EXERCISE DESCRIPTION.
Repeat the data exactly as it stands.

##########

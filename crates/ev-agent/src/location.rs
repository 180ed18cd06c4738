//! Where an agent is: at one of its two places, or part-way between them.

use std::fmt;

/// The two anchor places of a commute.
#[derive(Clone, Copy, Debug, PartialEq, Eq, Hash)]
pub enum Place {
    Home,
    Work,
}

impl Place {
    pub fn as_str(self) -> &'static str {
        match self {
            Place::Home => "home",
            Place::Work => "work",
        }
    }

    /// The opposite end of the commute.
    pub fn other(self) -> Place {
        match self {
            Place::Home => Place::Work,
            Place::Work => Place::Home,
        }
    }
}

impl fmt::Display for Place {
    fn fmt(&self, f: &mut fmt::Formatter<'_>) -> fmt::Result {
        f.write_str(self.as_str())
    }
}

/// Current position of an agent.
///
/// Displays as `home`, `work`, or `from|to=NNN` while en route, where `NNN`
/// is the zero-padded percentage of the trip still to go.
#[derive(Clone, Copy, Debug, Default, PartialEq, Eq)]
pub enum Location {
    #[default]
    Home,
    Work,
    EnRoute {
        from:          Place,
        to:            Place,
        pct_remaining: u8,
    },
}

impl Location {
    pub fn at(place: Place) -> Self {
        match place {
            Place::Home => Location::Home,
            Place::Work => Location::Work,
        }
    }

    /// The place the agent is at, or `None` while en route.
    pub fn place(self) -> Option<Place> {
        match self {
            Location::Home => Some(Place::Home),
            Location::Work => Some(Place::Work),
            Location::EnRoute { .. } => None,
        }
    }

    pub fn is_at(self, place: Place) -> bool {
        self.place() == Some(place)
    }

    /// Charging is possible at home and at work.
    pub fn can_recharge(self) -> bool {
        self.place().is_some()
    }
}

impl fmt::Display for Location {
    fn fmt(&self, f: &mut fmt::Formatter<'_>) -> fmt::Result {
        match self {
            Location::Home => f.write_str("home"),
            Location::Work => f.write_str("work"),
            Location::EnRoute { from, to, pct_remaining } => {
                write!(f, "{from}|{to}={pct_remaining:03}")
            }
        }
    }
}
//! A single agent's vehicle: an immutable `CarSpec` plus the mutable charge.

use ev_data::CarSpec;

use crate::{AgentError, AgentResult};

#[derive(Clone, Debug, PartialEq)]
pub struct Car {
    spec:          CarSpec,
    /// State of charge (%), always within `[0, 100]`.
    charge:        f64,
    /// Energy delivered by recharging since creation (kWh).
    recharged_kwh: f64,
}

impl Car {
    /// A fully charged car built from `spec`.
    pub fn new(spec: CarSpec) -> AgentResult<Self> {
        spec.validate()?;
        Ok(Self { spec, charge: 100.0, recharged_kwh: 0.0 })
    }

    pub fn with_charge(spec: CarSpec, charge: f64) -> AgentResult<Self> {
        let mut car = Self::new(spec)?;
        car.set_charge(charge)?;
        Ok(car)
    }

    #[inline]
    pub fn spec(&self) -> &CarSpec {
        &self.spec
    }

    #[inline]
    pub fn charge(&self) -> f64 {
        self.charge
    }

    pub fn set_charge(&mut self, charge: f64) -> AgentResult<()> {
        if !(0.0..=100.0).contains(&charge) {
            return Err(AgentError::InvalidCharge(charge));
        }
        self.charge = charge;
        Ok(())
    }

    pub fn set_charge_by_delta(&mut self, delta: f64) -> AgentResult<()> {
        self.set_charge(self.charge + delta)
            .map_err(|_| AgentError::InvalidChargeDelta { charge: self.charge, delta })
    }

    /// Energy currently stored (kWh).
    pub fn energy_kwh(&self) -> f64 {
        self.charge / 100.0 * self.spec.capacity_kwh
    }

    #[inline]
    pub fn recharged_kwh(&self) -> f64 {
        self.recharged_kwh
    }

    pub(crate) fn add_recharged_kwh(&mut self, kwh: f64) {
        self.recharged_kwh += kwh;
    }

    // ── Spec shortcuts ────────────────────────────────────────────────────

    pub fn brand(&self) -> &str {
        &self.spec.brand
    }

    pub fn model(&self) -> &str {
        &self.spec.model
    }

    pub fn capacity_kwh(&self) -> f64 {
        self.spec.capacity_kwh
    }

    pub fn full_range_km(&self) -> f64 {
        self.spec.full_range_km
    }

    pub fn full_recharge_h(&self) -> f64 {
        self.spec.full_recharge_h
    }

    pub fn idle_discharge_pct_h(&self) -> f64 {
        self.spec.idle_discharge_pct_h
    }
}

##########

WRITTEN ANSWER.
filename crates/ev-agent/src/location.rs
repository 180ed18cd06c4738
//! Where an agent is: at one of its two places, or part-way between them.

use std::fmt;

/// The two anchor places of a commute.
#[derive(Clone, Copy, Debug, PartialEq, Eq, Hash)]
pub enum Place {
    Home,
    Work,
}

impl Place {
    pub fn as_str(self) -> &'static str {
        match self {
            Place::Home => "home",
            Place::Work => "work",
        }
    }

    /// The opposite end of the commute.
    pub fn other(self) -> Place {
        match self {
            Place::Home => Place::Work,
            Place::Work => Place::Home,
        }
    }
}

impl fmt::Display for Place {
    fn fmt(&self, f: &mut fmt::Formatter<'_>) -> fmt::Result {
        f.write_str(self.as_str())
    }
}

/// Current position of an agent.
///
/// Displays as `home`, `work`, or `from|to=NNN` while en route, where `NNN`
/// is the zero-padded percentage of the trip still to go.
#[derive(Clone, Copy, Debug, Default, PartialEq, Eq)]
pub enum Location {
    #[default]
    Home,
    Work,
    EnRoute {
        from:          Place,
        to:            Place,
        pct_remaining: u8,
    },
}

impl Location {
    pub fn at(place: Place) -> Self {
        match place {
            Place::Home => Location::Home,
            Place::Work => Location::Work,
        }
    }

    /// The place the agent is at, or `None` while en route.
    pub fn place(self) -> Option<Place> {
        match self {
            Location::Home => Some(Place::Home),
            Location::Work => Some(Place::Work),
            Location::EnRoute { .. } => None,
        }
    }

    pub fn is_at(self, place: Place) -> bool {
        self.place() == Some(place)
    }

    /// Charging is possible at home and at work.
    pub fn can_recharge(self) -> bool {
        self.place().is_some()
    }
}

impl fmt::Display for Location {
    fn fmt(&self, f: &mut fmt::Formatter<'_>) -> fmt::Result {
        match self {
            Location::Home => f.write_str("home"),
            Location::Work => f.write_str("work"),
            Location::EnRoute { from, to, pct_remaining } => {
                write!(f, "{from}|{to}={pct_remaining:03}")
            }
        }
    }
}
//! A single agent's vehicle: an immutable `CarSpec` plus the mutable charge.

use ev_data::CarSpec;

use crate::{AgentError, AgentResult};

#[derive(Clone, Debug, PartialEq)]
pub struct Car {
    spec:          CarSpec,
    /// State of charge (%), always within `[0, 100]`.
    charge:        f64,
    /// Energy delivered by recharging since creation (kWh).
    recharged_kwh: f64,
}

impl Car {
    /// A fully charged car built from `spec`.
    pub fn new(spec: CarSpec) -> AgentResult<Self> {
        spec.validate()?;
        Ok(Self { spec, charge: 100.0, recharged_kwh: 0.0 })
    }

    pub fn with_charge(spec: CarSpec, charge: f64) -> AgentResult<Self> {
        let mut car = Self::new(spec)?;
        car.set_charge(charge)?;
        Ok(car)
    }

    #[inline]
    pub fn spec(&self) -> &CarSpec {
        &self.spec
    }

    #[inline]
    pub fn charge(&self) -> f64 {
        self.charge
    }

    pub fn set_charge(&mut self, charge: f64) -> AgentResult<()> {
        if !(0.0..=100.0).contains(&charge) {
            return Err(AgentError::InvalidCharge(charge));
        }
        self.charge = charge;
        Ok(())
    }

    pub fn set_charge_by_delta(&mut self, delta: f64) -> AgentResult<()> {
        self.set_charge(self.charge + delta)
            .map_err(|_| AgentError::InvalidChargeDelta { charge: self.charge, delta })
    }

    /// Energy currently stored (kWh).
    pub fn energy_kwh(&self) -> f64 {
        self.charge / 100.0 * self.spec.capacity_kwh
    }

    #[inline]
    pub fn recharged_kwh(&self) -> f64 {
        self.recharged_kwh
    }

    pub(crate) fn add_recharged_kwh(&mut self, kwh: f64) {
        self.recharged_kwh += kwh;
    }

    // ── Spec shortcuts ────────────────────────────────────────────────────

    pub fn brand(&self) -> &str {
        &self.spec.brand
    }

    pub fn model(&self) -> &str {
        &self.spec.model
    }

    pub fn capacity_kwh(&self) -> f64 {
        self.spec.capacity_kwh
    }

    pub fn full_range_km(&self) -> f64 {
        self.spec.full_range_km
    }

    pub fn full_recharge_h(&self) -> f64 {
        self.spec.full_recharge_h
    }

    pub fn idle_discharge_pct_h(&self) -> f64 {
        self.spec.idle_discharge_pct_h
    }
}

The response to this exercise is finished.